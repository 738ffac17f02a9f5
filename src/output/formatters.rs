//! Formatting utilities for terminal output

use crate::core::Verdict;
use crate::game::{LetterSlot, Team};
use colored::{ColoredString, Colorize};

/// Verdicts of a grid row as emoji
#[must_use]
pub fn row_emoji(row: &[LetterSlot]) -> String {
    row.iter().map(|slot| slot.verdict.emoji()).collect()
}

/// One letter styled after its verdict, Motus colors
#[must_use]
pub fn colored_letter(letter: char, verdict: Verdict) -> ColoredString {
    let text = format!(" {letter} ");
    match verdict {
        Verdict::Correct => text.white().on_red().bold(),
        Verdict::Misplaced => text.black().on_yellow().bold(),
        Verdict::Absent => text.white().on_blue(),
        Verdict::Unknown => text.bright_white().on_bright_black(),
    }
}

/// A grid row with every letter colored
#[must_use]
pub fn colored_row(row: &[LetterSlot]) -> String {
    row.iter()
        .map(|slot| colored_letter(slot.letter, slot.verdict).to_string())
        .collect()
}

/// Plain scoreboard line, the active team marked with `>`
#[must_use]
pub fn scoreboard(teams: &[Team]) -> String {
    teams
        .iter()
        .map(|team| {
            let marker = if team.is_active() { ">" } else { " " };
            format!("{marker}Team {}: {}", team.index() + 1, team.score())
        })
        .collect::<Vec<_>>()
        .join("  ")
}
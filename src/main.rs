//! Motus - CLI
//!
//! Team word-guessing game with TUI and line modes.

use anyhow::{Context, Result};
use clap::{Parser, Subcommand};
use motus::{
    commands::{check_guess, run_simple},
    config::GameConfig,
    game::GameController,
    output::print_check_result,
    wordlists::{DICTIONARY, Dictionary, loader::load_from_file},
};
use std::path::PathBuf;
use tracing::info;
use tracing_subscriber::EnvFilter;

#[derive(Parser)]
#[command(
    name = "motus",
    about = "Turn-based team word-guessing game",
    version,
    author
)]
struct Cli {
    #[command(subcommand)]
    command: Option<Commands>,

    /// Number of teams
    #[arg(short, long, global = true)]
    teams: Option<usize>,

    /// Configuration file (default: motus.toml if present)
    #[arg(short, long, global = true)]
    config: Option<PathBuf>,

    /// Word list file, one word per line (default: embedded dictionary)
    #[arg(short, long, global = true)]
    dictionary: Option<PathBuf>,

    /// Seed for reproducible word draws
    #[arg(long, global = true)]
    seed: Option<u64>,

    /// Attempts per round
    #[arg(long, global = true)]
    max_attempts: Option<usize>,
}

#[derive(Subcommand)]
enum Commands {
    /// Interactive TUI mode (default)
    Play,

    /// Simple line mode (no TUI)
    Simple,

    /// Evaluate a guess against a word
    Check {
        /// The hidden word
        secret: String,

        /// The guess; shorter guesses are padded with blanks
        guess: String,
    },
}

impl Cli {
    /// Layer command-line flags over the loaded configuration
    fn apply(&self, config: &mut GameConfig) {
        if let Some(teams) = self.teams {
            config.teams = teams;
        }
        if let Some(path) = &self.dictionary {
            config.dictionary = Some(path.clone());
        }
        if let Some(seed) = self.seed {
            config.seed = Some(seed);
        }
        if let Some(max_attempts) = self.max_attempts {
            config.max_attempts = max_attempts;
        }
    }

    /// File and environment settings with the flags on top
    fn resolve_config(&self) -> Result<GameConfig> {
        let mut config = GameConfig::load(self.config.as_deref())?;
        self.apply(&mut config);
        config.validate()?;
        Ok(config)
    }
}

fn main() -> Result<()> {
    let cli = Cli::parse();

    let config = cli.resolve_config()?;

    // Default to Play mode if no command given
    let command = cli.command.unwrap_or(Commands::Play);
    init_logging(&config, matches!(command, Commands::Play))?;
    info!(?config, "Configuration loaded");

    match command {
        Commands::Play => run_play_command(&config),
        Commands::Simple => run_simple_command(&config),
        Commands::Check { secret, guess } => run_check_command(&secret, &guess),
    }
}

/// Log to a file in TUI mode so output does not corrupt the screen
fn init_logging(config: &GameConfig, to_file: bool) -> Result<()> {
    let filter = match EnvFilter::try_from_default_env() {
        Ok(filter) => filter,
        Err(_) => EnvFilter::try_new(config.log_filter()).context("invalid log_level")?,
    };

    if to_file {
        let log_file = std::fs::File::create("motus.log").context("cannot create motus.log")?;
        tracing_subscriber::fmt()
            .with_env_filter(filter)
            .with_writer(std::sync::Arc::new(log_file))
            .with_ansi(false)
            .try_init()
            .map_err(|e| anyhow::anyhow!("cannot initialize logging: {e}"))?;
    } else {
        tracing_subscriber::fmt()
            .with_env_filter(filter)
            .with_writer(std::io::stderr)
            .try_init()
            .map_err(|e| anyhow::anyhow!("cannot initialize logging: {e}"))?;
    }
    Ok(())
}

/// Build the word source from the configured file or the embedded list
fn load_dictionary(config: &GameConfig) -> Result<Dictionary> {
    let words = match &config.dictionary {
        Some(path) => load_from_file(path)
            .with_context(|| format!("cannot read dictionary {}", path.display()))?,
        None => DICTIONARY.iter().map(ToString::to_string).collect(),
    };

    let dictionary = match config.seed {
        Some(seed) => Dictionary::seeded(words, seed),
        None => Dictionary::new(words),
    };
    info!(words = dictionary.remaining(), "Dictionary loaded");
    Ok(dictionary)
}

fn run_play_command(config: &GameConfig) -> Result<()> {
    use motus::interactive::run_tui;

    let game = GameController::with_config(load_dictionary(config)?, config)?;
    run_tui(game)
}

fn run_simple_command(config: &GameConfig) -> Result<()> {
    let mut game = GameController::with_config(load_dictionary(config)?, config)?;
    run_simple(&mut game)?;
    info!(words_left = game.words().remaining(), "Game finished");
    Ok(())
}

fn run_check_command(secret: &str, guess: &str) -> Result<()> {
    let result = check_guess(secret, guess)?;
    print_check_result(&result);
    Ok(())
}
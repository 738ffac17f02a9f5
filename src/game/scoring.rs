//! Points awarded for a found word

use crate::config::{DEFAULT_MAX_ATTEMPTS, DEFAULT_POINTS_PER_ATTEMPT};

/// Rewards earlier successes: every unused attempt is worth a fixed amount
#[derive(Debug, Clone, Copy, PartialEq, Eq)]
pub struct ScoringPolicy {
    max_attempts: usize,
    points_per_attempt: u32,
}

impl ScoringPolicy {
    #[must_use]
    pub const fn new(max_attempts: usize, points_per_attempt: u32) -> Self {
        Self {
            max_attempts,
            points_per_attempt,
        }
    }

    /// Points for finding the word on attempt `attempt_index` (0-based)
    ///
    /// `(max_attempts - attempt_index) * points_per_attempt`; indexes past the
    /// last attempt earn nothing.
    ///
    /// # Examples
    /// ```
    /// use motus::game::ScoringPolicy;
    ///
    /// let scoring = ScoringPolicy::default();
    /// assert_eq!(scoring.points(0), 60);
    /// assert_eq!(scoring.points(2), 40);
    /// assert_eq!(scoring.points(5), 10);
    /// ```
    #[must_use]
    pub fn points(&self, attempt_index: usize) -> u32 {
        let unused = self.max_attempts.saturating_sub(attempt_index);
        u32::try_from(unused)
            .unwrap_or(u32::MAX)
            .saturating_mul(self.points_per_attempt)
    }
}

impl Default for ScoringPolicy {
    fn default() -> Self {
        Self::new(DEFAULT_MAX_ATTEMPTS, DEFAULT_POINTS_PER_ATTEMPT)
    }
}

#[cfg(test)]
mod tests {
    use super::*;

    #[test]
    fn points_decrease_with_each_attempt() {
        let scoring = ScoringPolicy::default();
        let points: Vec<u32> = (0..6).map(|i| scoring.points(i)).collect();
        assert_eq!(points, vec![60, 50, 40, 30, 20, 10]);
    }

    #[test]
    fn points_past_last_attempt_are_zero() {
        let scoring = ScoringPolicy::default();
        assert_eq!(scoring.points(6), 0);
        assert_eq!(scoring.points(100), 0);
    }

    #[test]
    fn points_use_custom_settings() {
        let scoring = ScoringPolicy::new(8, 5);
        assert_eq!(scoring.points(0), 40);
        assert_eq!(scoring.points(7), 5);
    }
}
use std::collections::{BTreeMap, HashSet};

use crate::model::{
    ArmModeChange, ChangeSet, DeviceDelta, DeviceFieldChange, DeviceRecord, EventRecord,
    PanelHealthChange, SystemSnapshot,
};

/// Compute what changed between two consecutive snapshots.
pub fn diff(prev: &SystemSnapshot, next: &SystemSnapshot) -> ChangeSet {
    let mut changes = ChangeSet {
        generation: next.generation,
        ..ChangeSet::default()
    };

    if prev.panel.arm_mode != next.panel.arm_mode {
        changes.arm_mode = Some(ArmModeChange {
            from: prev.panel.arm_mode.clone(),
            to: next.panel.arm_mode.clone(),
        });
    }

    if prev.panel.battery_ok != next.panel.battery_ok {
        changes.panel_health.push(PanelHealthChange::BatteryOk {
            from: prev.panel.battery_ok,
            to: next.panel.battery_ok,
        });
    }
    if prev.panel.ac_ok != next.panel.ac_ok {
        changes.panel_health.push(PanelHealthChange::AcOk {
            from: prev.panel.ac_ok,
            to: next.panel.ac_ok,
        });
    }
    if prev.panel.gsm_signal_percent != next.panel.gsm_signal_percent {
        changes.panel_health.push(PanelHealthChange::GsmSignal {
            from: prev.panel.gsm_signal_percent,
            to: next.panel.gsm_signal_percent,
        });
    }

    for (id, before) in &prev.devices {
        if !next.devices.contains_key(id) {
            changes.device_deltas.push(DeviceDelta::Removed(before.clone()));
        }
    }
    for (id, after) in &next.devices {
        match prev.devices.get(id) {
            None => changes.device_deltas.push(DeviceDelta::Added(after.clone())),
            Some(before) => {
                let fields = device_changes(before, after);
                if !fields.is_empty() {
                    changes.device_deltas.push(DeviceDelta::Changed {
                        id: id.clone(),
                        changes: fields,
                    });
                }
            }
        }
    }

    changes.new_panel_events = unseen(&prev.panel_events, &next.panel_events);
    let empty = Vec::new();
    let mut new_device_events = BTreeMap::new();
    for (id, window) in &next.device_events {
        let fresh = unseen(prev.device_events.get(id).unwrap_or(&empty), window);
        if !fresh.is_empty() {
            new_device_events.insert(id.clone(), fresh);
        }
    }
    changes.new_device_events = new_device_events;

    changes
}

fn device_changes(before: &DeviceRecord, after: &DeviceRecord) -> Vec<DeviceFieldChange> {
    let mut fields = Vec::new();
    if before.triggered != after.triggered {
        fields.push(DeviceFieldChange::Triggered {
            from: before.triggered,
            to: after.triggered,
        });
    }
    if before.battery_low != after.battery_low {
        fields.push(DeviceFieldChange::BatteryLow {
            from: before.battery_low,
            to: after.battery_low,
        });
    }
    if before.tamper_ok != after.tamper_ok {
        fields.push(DeviceFieldChange::TamperOk {
            from: before.tamper_ok,
            to: after.tamper_ok,
        });
    }
    if before.kind != after.kind {
        fields.push(DeviceFieldChange::Kind {
            from: before.kind.clone(),
            to: after.kind.clone(),
        });
    }
    if before.name != after.name {
        fields.push(DeviceFieldChange::Name {
            from: before.name.clone(),
            to: after.name.clone(),
        });
    }
    fields
}

/// Entries of `next` not present in `prev`, newest first.
fn unseen(prev: &[EventRecord], next: &[EventRecord]) -> Vec<EventRecord> {
    let known: HashSet<_> = prev.iter().map(EventRecord::identity).collect();
    next.iter()
        .filter(|e| !known.contains(&e.identity()))
        .cloned()
        .collect()
}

■ TASK ■
Tally the lines in these entries that have the string "PathBuf" in them, then answer with the count and nothing else.

■ RESPONSE AREA ■
3